You're right you'd have no security. You'd have more security actually renting from him. An arrangement like this is way worse than renting. Even if you were paying only bills, would that really be worth being able to be kicked out in a snap? I don't think it would, it seems like you're okay where you are and it would be difficult for you to get back there.

It sounds like he just wants you to pay off his mortgage as he's struggling with it... hopefully he loves you too but as you know love isn't always enough or forever and he could literally leave you homeless on a whim if he ever wanted to. I never would put myself in that position unless it was to get off the streets, I really don't feel that you need to risk it.
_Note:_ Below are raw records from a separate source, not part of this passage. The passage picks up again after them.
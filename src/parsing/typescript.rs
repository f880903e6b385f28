//! TypeScript parser adapter.
//!
//! Shares extraction logic with the JavaScript adapter and adds the nodes
//! the TypeScript grammar introduces: interfaces, enums, abstract classes,
//! and type annotations on bindings.

use super::javascript;
use super::{Language, LanguageParser, ParseRecord, node_text, signature_line};
use crate::types::{Symbol, SymbolKind};
use tree_sitter::{Node, Parser};

pub struct TypeScriptParser {
    parser: Parser,
}

impl TypeScriptParser {
    pub fn new() -> Result<Self, String> {
        let mut parser = Parser::new();
        parser
            .set_language(&Language::TypeScript.grammar())
            .map_err(|e| format!("failed to load typescript grammar: {e}"))?;
        Ok(Self { parser })
    }
}

impl LanguageParser for TypeScriptParser {
    fn parse(&mut self, path: &str, source: &str) -> ParseRecord {
        let mut record = ParseRecord::default();
        let Some(tree) = self.parser.parse(source, None) else {
            tracing::warn!("typescript parse produced no tree for '{path}'");
            return record;
        };
        walk(tree.root_node(), source, path, None, &mut record);
        record
    }

    fn language(&self) -> Language {
        Language::TypeScript
    }
}

fn walk(node: Node, source: &str, path: &str, class: Option<&str>, out: &mut ParseRecord) {
    match node.kind() {
        "interface_declaration" => {
            extract_named(node, source, path, SymbolKind::Interface, out);
        }
        "enum_declaration" => {
            extract_named(node, source, path, SymbolKind::Enum, out);
            return;
        }
        "class_declaration" | "abstract_class_declaration" => {
            javascript::extract_class(node, source, path, out);
            let name = node
                .child_by_field_name("name")
                .map(|n| node_text(n, source).to_string());
            if let Some(body) = node.child_by_field_name("body") {
                walk_children(body, source, path, name.as_deref(), out);
            }
            return;
        }
        "function_declaration" | "generator_function_declaration" => {
            javascript::extract_function(node, source, path, class, out);
        }
        "method_definition" => {
            javascript::extract_method(node, source, path, class, out);
        }
        "variable_declarator" => {
            javascript::extract_declarator(node, source, path, out);
        }
        "import_statement" => {
            javascript::extract_import(node, source, path, out);
            return;
        }
        "call_expression" => javascript::extract_call(node, source, path, out),
        "new_expression" => javascript::extract_new(node, source, path, out),
        _ => {}
    }
    walk_children(node, source, path, class, out);
}

fn walk_children(node: Node, source: &str, path: &str, class: Option<&str>, out: &mut ParseRecord) {
    let mut cursor = node.walk();
    for child in node.children(&mut cursor) {
        walk(child, source, path, class, out);
    }
}

fn extract_named(node: Node, source: &str, path: &str, kind: SymbolKind, out: &mut ParseRecord) {
    let Some(name_node) = node.child_by_field_name("name") else {
        return;
    };
    out.symbols.push(Symbol {
        name: node_text(name_node, source).to_string(),
        kind,
        file_path: path.to_string(),
        start_line: node.start_position().row as u32 + 1,
        end_line: node.end_position().row as u32 + 1,
        start_byte: node.start_byte(),
        end_byte: node.end_byte(),
        signature: Some(signature_line(node, source)),
        return_type: None,
        parameters: None,
        parent_class: None,
    });
}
The emotional side of moving into his former marital home would be difficult enough without these financial and legal problems

MikeUniformMike · 09/05/2018 22:13

Hang on to your flat.

hiddenmnetter · 09/05/2018 22:19

Get married then you own half the home. If he won’t marry you why live with him? Why, as you say, give up your own life if he won’t give up his?
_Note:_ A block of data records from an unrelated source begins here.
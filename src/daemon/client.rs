//! Thin client with transparent fallback.
//!
//! Commands first probe the daemon's `/health` endpoint on a tight
//! budget; when the daemon answers, the call routes over RPC, otherwise
//! the supplied fallback runs the same operation in-process. Callers
//! never see which path executed.

use super::pid;
use super::rpc;
use crate::config::Settings;
use crate::error::{CerberusError, Result};
use serde_json::Value;
use std::path::Path;
use std::time::Duration;

pub const HEALTH_PROBE_TIMEOUT_MS: u64 = 50;

pub struct ThinClient {
    base_url: String,
    rpc_timeout: Duration,
    health_timeout: Duration,
}

impl ThinClient {
    pub fn new(settings: &Settings) -> Self {
        Self {
            base_url: format!("http://{}:{}", settings.daemon.host, settings.daemon.port),
            rpc_timeout: Duration::from_millis(settings.daemon.rpc_timeout_ms),
            health_timeout: Duration::from_millis(settings.daemon.health_timeout_ms),
        }
    }

    /// Fast availability check: PID file first (no network), then the
    /// health endpoint with a 50 ms budget.
    pub async fn is_daemon_available(&self, project_root: &Path) -> bool {
        if pid::daemon_pid_if_running(project_root).is_none() {
            return false;
        }
        let client = match reqwest::Client::builder()
            .timeout(Duration::from_millis(HEALTH_PROBE_TIMEOUT_MS))
            .build()
        {
            Ok(client) => client,
            Err(_) => return false,
        };
        match client.get(format!("{}/health", self.base_url)).send().await {
            Ok(response) if response.status().is_success() => response
                .json::<Value>()
                .await
                .ok()
                .and_then(|body| body.get("healthy").and_then(Value::as_bool))
                .unwrap_or(false),
            _ => false,
        }
    }

    /// One JSON-RPC call; unwraps the result or surfaces the error.
    pub async fn call(&self, method: &str, params: Value) -> Result<Value> {
        let client = reqwest::Client::builder()
            .timeout(self.rpc_timeout)
            .build()
            .map_err(|e| CerberusError::Daemon {
                reason: e.to_string(),
            })?;

        let payload = serde_json::json!({
            "jsonrpc": rpc::JSONRPC_VERSION,
            "method": method,
            "params": params,
            "id": 1,
        });

        let response = client
            .post(format!("{}/rpc", self.base_url))
            .json(&payload)
            .send()
            .await
            .map_err(|e| CerberusError::Daemon {
                reason: format!("failed to reach daemon: {e}"),
            })?;

        let body: Value = response.json().await.map_err(|e| CerberusError::Daemon {
            reason: format!("invalid daemon response: {e}"),
        })?;

        if let Some(error) = body.get("error") {
            return Err(CerberusError::Daemon {
                reason: error
                    .get("message")
                    .and_then(Value::as_str)
                    .unwrap_or("unknown RPC error")
                    .to_string(),
            });
        }
        Ok(body.get("result").cloned().unwrap_or(Value::Null))
    }

    /// Route through the daemon when it answers; otherwise run `fallback`
    /// in-process. The result shape is identical either way.
    pub async fn auto_route<F>(
        &self,
        project_root: &Path,
        method: &str,
        params: Value,
        fallback: F,
    ) -> Result<Value>
    where
        F: FnOnce() -> Result<Value>,
    {
        if self.is_daemon_available(project_root).await {
            match self.call(method, params).await {
                Ok(result) => return Ok(result),
                Err(e) => {
                    tracing::debug!("daemon call failed, falling back in-process: {e}");
                }
            }
        } else {
            tracing::debug!("daemon unavailable, executing '{method}' in-process");
        }
        fallback()
    }

    /// Fetch `/status`, surfacing transport problems.
    pub async fn status(&self) -> Result<Value> {
        let client = reqwest::Client::builder()
            .timeout(self.health_timeout)
            .build()
            .map_err(|e| CerberusError::Daemon {
                reason: e.to_string(),
            })?;
        let response = client
            .get(format!("{}/status", self.base_url))
            .send()
            .await
            .map_err(|e| CerberusError::Daemon {
                reason: format!("daemon not reachable: {e}"),
            })?;
        response.json().await.map_err(|e| CerberusError::Daemon {
            reason: e.to_string(),
        })
    }
}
cestlavielife · 09/05/2018 22:24

Check carefully . If she is on mortgage she may have legal rights too.
Don't give up a secure council tenancy.

Suicideblonde74 · 09/05/2018 22:43

@rinabean he’s not struggling with the mortgage he just knows he has a good deal with his provider. It’s a large mortgage, a provider wouldn’t give to him on his income alone so once he reduces it he can then remove her and mortgage it himself.

@cestlavielife there is a legal binding agreement the house is his, she’s been paid her share.

Thank you

OP posts:
Rosielily · 09/05/2018 22:48

Be careful, and get to know your rights:

rightsofwomen.org.uk/get-information/family-law/marriage-your-rights-to-your-home/

DelphiniumBlue · 09/05/2018 22:54

I agree, don't give up your flat, you'd be putting yourself in a very precarious position.
I don't quite see how his ex is still on the mortgage if she's already been paid off. If she's on the mortgage, she's on the deeds, whatever agreement they may have come to between themselves. Is the agreement registered against the title? I suspect it might not be, as the mortgage company would have to agree it if were to outrank their loan.
In any event, if you were to move into his home, you'd have no security, and as it's his family home, I doubt you'd have much input into it, either.

cestlavielife · 10/05/2018 10:47

So long as you have seen all these legal agreements and had them reviewed by a solicitor ...
But you would be giving up a secure flat for what ? To be a lodger?

Suicideblonde74 · 10/05/2018 23:36

Thanks everyone.

The ageeements not between them it’s lodged with the court, I have seen the documents it’s called a minute of agreement.

It’s time to lay my cards on the table with him, if it’s not going to be equally beneficial to us both I’ll be staying where I am.